= WORK INSTRUCTION =
Look through the records that follow and state how many lines hold the word "take", without adding anything.

= SUPPLIED RECORDS =
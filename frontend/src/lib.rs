//! Browser front end: binds the extension session to zoon elements,
//! `localStorage` and `fetch`.

mod app;
mod card;
pub mod console_log;
pub mod local_store;
pub mod seed_fetch;

use extdeck::storage::StateStore;
use extdeck::{AppConfig, RandomIdentity, Session, load};
use zoon::web_sys;
use zoon::*;

use app::{Phase, apply_theme, root};
use local_store::LocalStore;
use seed_fetch::HttpSeed;

pub use app::switch_theme;

pub fn start() {
    let config = AppConfig::default().with_removal_transition(!prefers_reduced_motion());
    console_log::init(config.log_level);

    let mut store = StateStore::new(LocalStore::new(), &config);
    let theme = store.load_theme();
    apply_theme(theme);

    let phase = Mutable::new(Phase::Loading);
    Task::start({
        let phase = phase.clone();
        async move {
            match load(&mut store, &HttpSeed, &config.seed_url, &mut RandomIdentity).await {
                Ok(report) => {
                    let session = Session::new(store, report.working_set, theme, config);
                    phase.set(Phase::Ready(app::App::new(session)));
                }
                Err(error) => {
                    log::error!("{error}");
                    phase.set(Phase::Failed);
                }
            }
        }
    });
    start_app("app", move || root(phase));
}

fn prefers_reduced_motion() -> bool {
    web_sys::window()
        .and_then(|window| window.match_media("(prefers-reduced-motion: reduce)").ok().flatten())
        .is_some_and(|query| query.matches())
}
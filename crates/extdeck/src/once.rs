//! Run-at-most-once continuations.

/// Holds a continuation until it is fired. Firing again does nothing.
pub struct OneShot<F> {
    action: Option<F>,
}

impl<F: FnOnce()> OneShot<F> {
    pub fn new(action: F) -> Self {
        Self { action: Some(action) }
    }

    /// Runs the continuation if it is still armed. Returns whether it ran.
    pub fn fire(&mut self) -> bool {
        match self.action.take() {
            Some(action) => {
                action();
                true
            }
            None => false,
        }
    }
}

impl<F> std::fmt::Debug for OneShot<F> {
    fn fmt(&self, f: &mut std::fmt::Formatter<'_>) -> std::fmt::Result {
        f.debug_struct("OneShot").field("armed", &self.action.is_some()).finish()
    }
}

#[cfg(test)]
mod tests {
    use super::*;
    use std::cell::Cell;

    #[test]
    fn fires_once() {
        let runs = Cell::new(0);
        let mut once = OneShot::new(|| runs.set(runs.get() + 1));
        assert!(once.fire());
        assert!(!once.fire());
        assert!(!once.fire());
        assert_eq!(runs.get(), 1);
    }
}
//! Host event protocol.
//!
//! A host framework that cannot link against this crate streams its
//! lifecycle callbacks, executed queries and outbound calls as one JSON
//! object per line:
//!
//! ```text
//! {"event":"run_start"}
//! {"event":"test_start","id":"tests/test_api.py::TestUsers::test_list"}
//! {"event":"query","sql":"SELECT * FROM users","time":"0.002"}
//! {"event":"network","url":"https://api.example.test/v1","duration_ms":12}
//! {"event":"test_end","id":"tests/test_api.py::TestUsers::test_list","status":"passed"}
//! {"event":"run_end"}
//! ```
//!
//! Lines that fail to decode are logged and skipped. If the stream ends
//! without `run_end`, the summary is still written from what was observed.

use std::io::BufRead;

use serde::{Deserialize, Serialize};
use serde_json::Value;
use thiserror::Error;

use crate::capture::{NetworkEvent, RawQuery, SharedQueryLog};
use crate::controller::RunController;
use crate::record::{RunCounts, RunSummary, TestIdentity, TestStatus};

#[derive(Debug, Error)]
pub enum HostError {
    #[error("Failed to read host stream: {0}")]
    Read(#[from] std::io::Error),

    #[error("Malformed host event on line {line}: {message}")]
    Decode { line: usize, message: String },
}

/// Test identity as sent by the host. Only `id` is required; missing parts
/// are derived from it.
#[derive(Debug, Clone, Default, PartialEq, Eq, Serialize, Deserialize)]
pub struct HostTest {
    pub id: String,
    #[serde(default, skip_serializing_if = "Option::is_none")]
    pub name: Option<String>,
    #[serde(default, rename = "class", skip_serializing_if = "Option::is_none")]
    pub class_name: Option<String>,
    #[serde(default, skip_serializing_if = "Option::is_none")]
    pub module: Option<String>,
    #[serde(default, skip_serializing_if = "Option::is_none")]
    pub file: Option<String>,
    #[serde(default, skip_serializing_if = "Option::is_none")]
    pub line: Option<u32>,
}

impl HostTest {
    pub fn new(id: impl Into<String>) -> Self {
        Self {
            id: id.into(),
            ..Self::default()
        }
    }

    /// Derive an identity from the id's shape, then apply explicit fields.
    pub fn identity(&self) -> TestIdentity {
        let mut identity = if self.id.contains("::") {
            TestIdentity::from_node_id(&self.id)
        } else if self.id.ends_with(')') && self.id.contains(" (") {
            TestIdentity::from_unittest(&self.id)
        } else {
            TestIdentity::new(self.id.clone())
        };

        if let Some(name) = &self.name {
            identity.name = name.clone();
        }
        if let Some(class_name) = &self.class_name {
            identity.class_name = class_name.clone();
        }
        if let Some(module) = &self.module {
            identity.module = module.clone();
        }
        if let Some(file) = &self.file {
            identity.file = file.clone();
        }
        if let Some(line) = self.line {
            identity.line = line;
        }
        identity
    }
}

#[derive(Debug, Clone, PartialEq, Eq, Serialize, Deserialize)]
pub struct HostTestEnd {
    #[serde(flatten)]
    pub test: HostTest,
    pub status: TestStatus,
}

#[derive(Debug, Clone, PartialEq, Serialize, Deserialize)]
#[serde(tag = "event", rename_all = "snake_case")]
pub enum HostEvent {
    RunStart,
    TestStart(HostTest),
    Query {
        sql: String,
        #[serde(default)]
        time: Value,
    },
    Network {
        url: String,
        #[serde(default, skip_serializing_if = "Option::is_none")]
        duration_ms: Option<u64>,
        #[serde(default, skip_serializing_if = "Option::is_none")]
        status: Option<u16>,
    },
    TestEnd(HostTestEnd),
    RunEnd {
        #[serde(default, skip_serializing_if = "Option::is_none")]
        counts: Option<RunCounts>,
    },
}

impl HostEvent {
    pub fn decode(line: &str) -> Result<Self, serde_json::Error> {
        serde_json::from_str(line)
    }
}

/// What a [`drive`] call consumed and produced.
#[derive(Debug, Clone, Default, PartialEq)]
pub struct DriveReport {
    /// Events applied.
    pub events: usize,
    /// Lines that failed to decode.
    pub skipped: usize,
    pub records: usize,
    pub summary: Option<RunSummary>,
    /// True if the stream ended without `run_end`.
    pub truncated: bool,
}

/// Apply one event. Returns `true` for `run_end`.
pub fn apply(
    controller: &RunController,
    queries: &SharedQueryLog,
    event: HostEvent,
    report: &mut DriveReport,
) -> bool {
    match event {
        HostEvent::RunStart => controller.on_run_start(),
        HostEvent::TestStart(test) => {
            controller.on_test_start(test.identity());
        }
        HostEvent::Query { sql, time } => queries.push(RawQuery::new(sql, time)),
        HostEvent::Network {
            url,
            duration_ms,
            status,
        } => controller.network().record_external(NetworkEvent {
            url,
            duration_ms,
            status,
        }),
        HostEvent::TestEnd(end) => {
            if controller.on_test_end(end.test.identity(), end.status).is_some() {
                report.records += 1;
            }
        }
        HostEvent::RunEnd { counts } => {
            report.summary = controller.on_run_end(counts);
            return true;
        }
    }
    false
}

/// Feed a host event stream into the controller until `run_end` or EOF.
///
/// A read error still writes the summary before it is returned.
pub fn drive<R: BufRead>(
    controller: &RunController,
    queries: &SharedQueryLog,
    reader: R,
) -> Result<DriveReport, HostError> {
    let mut report = DriveReport::default();

    for (index, line) in reader.lines().enumerate() {
        let line = match line {
            Ok(line) => line,
            Err(e) => {
                report.summary = controller.on_run_end(None);
                return Err(HostError::Read(e));
            }
        };
        let trimmed = line.trim();
        if trimmed.is_empty() {
            continue;
        }

        let event = match HostEvent::decode(trimmed) {
            Ok(event) => event,
            Err(e) => {
                let err = HostError::Decode {
                    line: index + 1,
                    message: e.to_string(),
                };
                tracing::warn!(error = %err, "Skipping host event");
                report.skipped += 1;
                continue;
            }
        };

        report.events += 1;
        if apply(controller, queries, event, &mut report) {
            return Ok(report);
        }
    }

    tracing::warn!(run_id = controller.run_id(), "Host stream ended without run_end");
    report.truncated = true;
    report.summary = controller.on_run_end(None);
    Ok(report)
}

#[cfg(test)]
mod tests {
    use super::*;

    #[test]
    fn test_decode_lifecycle_events() {
        assert_eq!(HostEvent::decode(r#"{"event":"run_start"}"#).unwrap(), HostEvent::RunStart);

        let start = HostEvent::decode(r#"{"event":"test_start","id":"t1","line":7}"#).unwrap();
        let HostEvent::TestStart(test) = start else {
            panic!("expected test_start");
        };
        assert_eq!(test.id, "t1");
        assert_eq!(test.line, Some(7));

        let end = HostEvent::decode(r#"{"event":"test_end","id":"t1","status":"failed"}"#).unwrap();
        let HostEvent::TestEnd(end) = end else {
            panic!("expected test_end");
        };
        assert_eq!(end.test.id, "t1");
        assert_eq!(end.status, TestStatus::Failed);
    }

    #[test]
    fn test_decode_query_keeps_raw_time() {
        let event = HostEvent::decode(r#"{"event":"query","sql":"SELECT 1","time":"abc"}"#).unwrap();
        assert_eq!(
            event,
            HostEvent::Query {
                sql: "SELECT 1".into(),
                time: Value::String("abc".into()),
            }
        );
    }

    #[test]
    fn test_decode_rejects_unknown_event() {
        assert!(HostEvent::decode(r#"{"event":"teardown"}"#).is_err());
        assert!(HostEvent::decode(r#"{"event":"test_end","id":"t1"}"#).is_err());
    }

    #[test]
    fn test_identity_from_node_id_with_overrides() {
        let mut test = HostTest::new("tests/test_api.py::TestUsers::test_list");
        test.line = Some(42);
        let identity = test.identity();
        assert_eq!(identity.name, "test_list");
        assert_eq!(identity.class_name, "TestUsers");
        assert_eq!(identity.module, "tests.test_api");
        assert_eq!(identity.line, 42);
    }

    #[test]
    fn test_identity_from_unittest_description() {
        let identity = HostTest::new("test_save (app.tests.ModelTests)").identity();
        assert_eq!(identity.name, "test_save");
        assert_eq!(identity.class_name, "ModelTests");
        assert_eq!(identity.file, "app/tests.py");
    }
}
// Copyright 2024-2026 trim-telemetry Contributors
// SPDX-License-Identifier: Apache-2.0

//! CLI subcommands for trim-telemetry.
//!
//! ## Usage
//!
//! ```bash
//! trim-telemetry ingest [FILE]          # Drive a run from host events (stdin by default)
//! trim-telemetry summarize FILE         # Report on a finished telemetry file
//! trim-telemetry config show            # Print effective configuration
//! ```

pub mod config_cmd;
pub mod ingest;
pub mod summarize;

pub use ingest::{ingest, run_ingest};
pub use summarize::{run_summarize, summarize, RunReport, SlowTest};
//! Database statistics for one scope.
//!
//! Queries are classified by their leading verb, grouped by a normalized
//! signature to find duplicates, and summed into millisecond totals.

use std::collections::HashMap;

use serde::{Deserialize, Serialize};

use crate::capture::{CaptureError, QueryEvent, QuerySource};

pub const DEFAULT_SIGNATURE_CHARS: usize = 100;
pub const DEFAULT_SQL_MAX_CHARS: usize = 200;

const ELLIPSIS: &str = "...";

/// Leading SQL verb.
#[derive(Debug, Clone, Copy, PartialEq, Eq, Hash)]
pub enum QueryVerb {
    Select,
    Insert,
    Update,
    Delete,
    Other,
}

impl QueryVerb {
    /// Classify by the first whitespace-delimited token, case-insensitively.
    pub fn classify(sql: &str) -> Self {
        let Some(token) = sql.split_whitespace().next() else {
            return Self::Other;
        };
        if token.eq_ignore_ascii_case("SELECT") {
            Self::Select
        } else if token.eq_ignore_ascii_case("INSERT") {
            Self::Insert
        } else if token.eq_ignore_ascii_case("UPDATE") {
            Self::Update
        } else if token.eq_ignore_ascii_case("DELETE") {
            Self::Delete
        } else {
            Self::Other
        }
    }
}

/// Per-verb query counts, serialized with upper-case keys.
#[derive(Debug, Clone, Default, PartialEq, Eq, Serialize, Deserialize)]
pub struct QueryTypeCounts {
    #[serde(rename = "SELECT")]
    pub select: u64,
    #[serde(rename = "INSERT")]
    pub insert: u64,
    #[serde(rename = "UPDATE")]
    pub update: u64,
    #[serde(rename = "DELETE")]
    pub delete: u64,
    #[serde(rename = "OTHER")]
    pub other: u64,
}

impl QueryTypeCounts {
    pub fn bump(&mut self, verb: QueryVerb) {
        match verb {
            QueryVerb::Select => self.select += 1,
            QueryVerb::Insert => self.insert += 1,
            QueryVerb::Update => self.update += 1,
            QueryVerb::Delete => self.delete += 1,
            QueryVerb::Other => self.other += 1,
        }
    }

    pub fn total(&self) -> u64 {
        self.select + self.insert + self.update + self.delete + self.other
    }
}

#[derive(Debug, Clone, PartialEq, Eq, Serialize, Deserialize)]
pub struct QuerySample {
    pub sql: String,
    pub duration_ms: u64,
}

/// Queries sharing a signature, reported only when seen more than once.
#[derive(Debug, Clone, PartialEq, Eq, Serialize, Deserialize)]
pub struct DuplicateGroup {
    pub sql_signature: String,
    pub count: u64,
    pub total_duration_ms: u64,
}

/// Aggregate database telemetry for one test.
///
/// All-zero means "unknown" as much as "no queries": collection failures
/// collapse to this value.
#[derive(Debug, Clone, Default, PartialEq, Eq, Serialize, Deserialize)]
pub struct DatabaseStats {
    pub count: u64,
    pub total_duration_ms: u64,
    pub avg_duration_ms: u64,
    pub max_duration_ms: u64,
    pub query_types: QueryTypeCounts,
    pub duplicate_queries: Vec<DuplicateGroup>,
    pub queries: Vec<QuerySample>,
}

/// Signature used for duplicate grouping: trimmed, upper-cased, first `chars` characters.
pub fn sql_signature(sql: &str, chars: usize) -> String {
    sql.trim().to_uppercase().chars().take(chars).collect()
}

/// Bound stored SQL to `max_chars`, marking truncation with a trailing ellipsis.
pub fn truncate_sql(sql: &str, max_chars: usize) -> String {
    match sql.char_indices().nth(max_chars) {
        Some((cut, _)) => format!("{}{}", &sql[..cut], ELLIPSIS),
        None => sql.to_string(),
    }
}

fn seconds_to_ms(seconds: f64) -> u64 {
    (seconds * 1000.0).round() as u64
}

/// Reduces a scope's query slice into [`DatabaseStats`].
#[derive(Debug, Clone, Copy, PartialEq, Eq)]
pub struct DatabaseReducer {
    pub signature_chars: usize,
    pub sql_max_chars: usize,
}

impl Default for DatabaseReducer {
    fn default() -> Self {
        Self {
            signature_chars: DEFAULT_SIGNATURE_CHARS,
            sql_max_chars: DEFAULT_SQL_MAX_CHARS,
        }
    }
}

struct SignatureTally {
    count: u64,
    total_seconds: f64,
}

impl DatabaseReducer {
    pub fn reduce(&self, events: &[QueryEvent]) -> DatabaseStats {
        if events.is_empty() {
            return DatabaseStats::default();
        }

        let mut total_seconds = 0.0;
        let mut max_seconds: f64 = 0.0;
        let mut query_types = QueryTypeCounts::default();
        let mut queries = Vec::with_capacity(events.len());
        // First-seen order keeps duplicate output stable across runs.
        let mut order: Vec<String> = Vec::new();
        let mut tallies: HashMap<String, SignatureTally> = HashMap::new();

        for event in events {
            let seconds = event.duration_seconds;
            total_seconds += seconds;
            max_seconds = max_seconds.max(seconds);
            query_types.bump(QueryVerb::classify(&event.sql_text));

            queries.push(QuerySample {
                sql: truncate_sql(&event.sql_text, self.sql_max_chars),
                duration_ms: seconds_to_ms(seconds),
            });

            let signature = sql_signature(&event.sql_text, self.signature_chars);
            let tally = tallies.entry(signature.clone()).or_insert_with(|| {
                order.push(signature);
                SignatureTally {
                    count: 0,
                    total_seconds: 0.0,
                }
            });
            tally.count += 1;
            tally.total_seconds += seconds;
        }

        let duplicate_queries = order
            .into_iter()
            .filter_map(|signature| {
                let tally = tallies.get(&signature)?;
                (tally.count > 1).then(|| DuplicateGroup {
                    count: tally.count,
                    total_duration_ms: seconds_to_ms(tally.total_seconds),
                    sql_signature: signature,
                })
            })
            .collect();

        let count = events.len() as u64;
        DatabaseStats {
            count,
            total_duration_ms: seconds_to_ms(total_seconds),
            avg_duration_ms: seconds_to_ms(total_seconds / count as f64),
            max_duration_ms: seconds_to_ms(max_seconds),
            query_types,
            duplicate_queries,
            queries,
        }
    }
}

/// Read the queries logged since `watermark` and reduce them.
pub fn collect(
    source: &dyn QuerySource,
    watermark: usize,
    reducer: &DatabaseReducer,
) -> Result<DatabaseStats, CaptureError> {
    let raw = source.since(watermark)?;
    let events: Vec<QueryEvent> = raw.iter().map(|q| q.to_event()).collect();
    Ok(reducer.reduce(&events))
}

= ANSWER =
2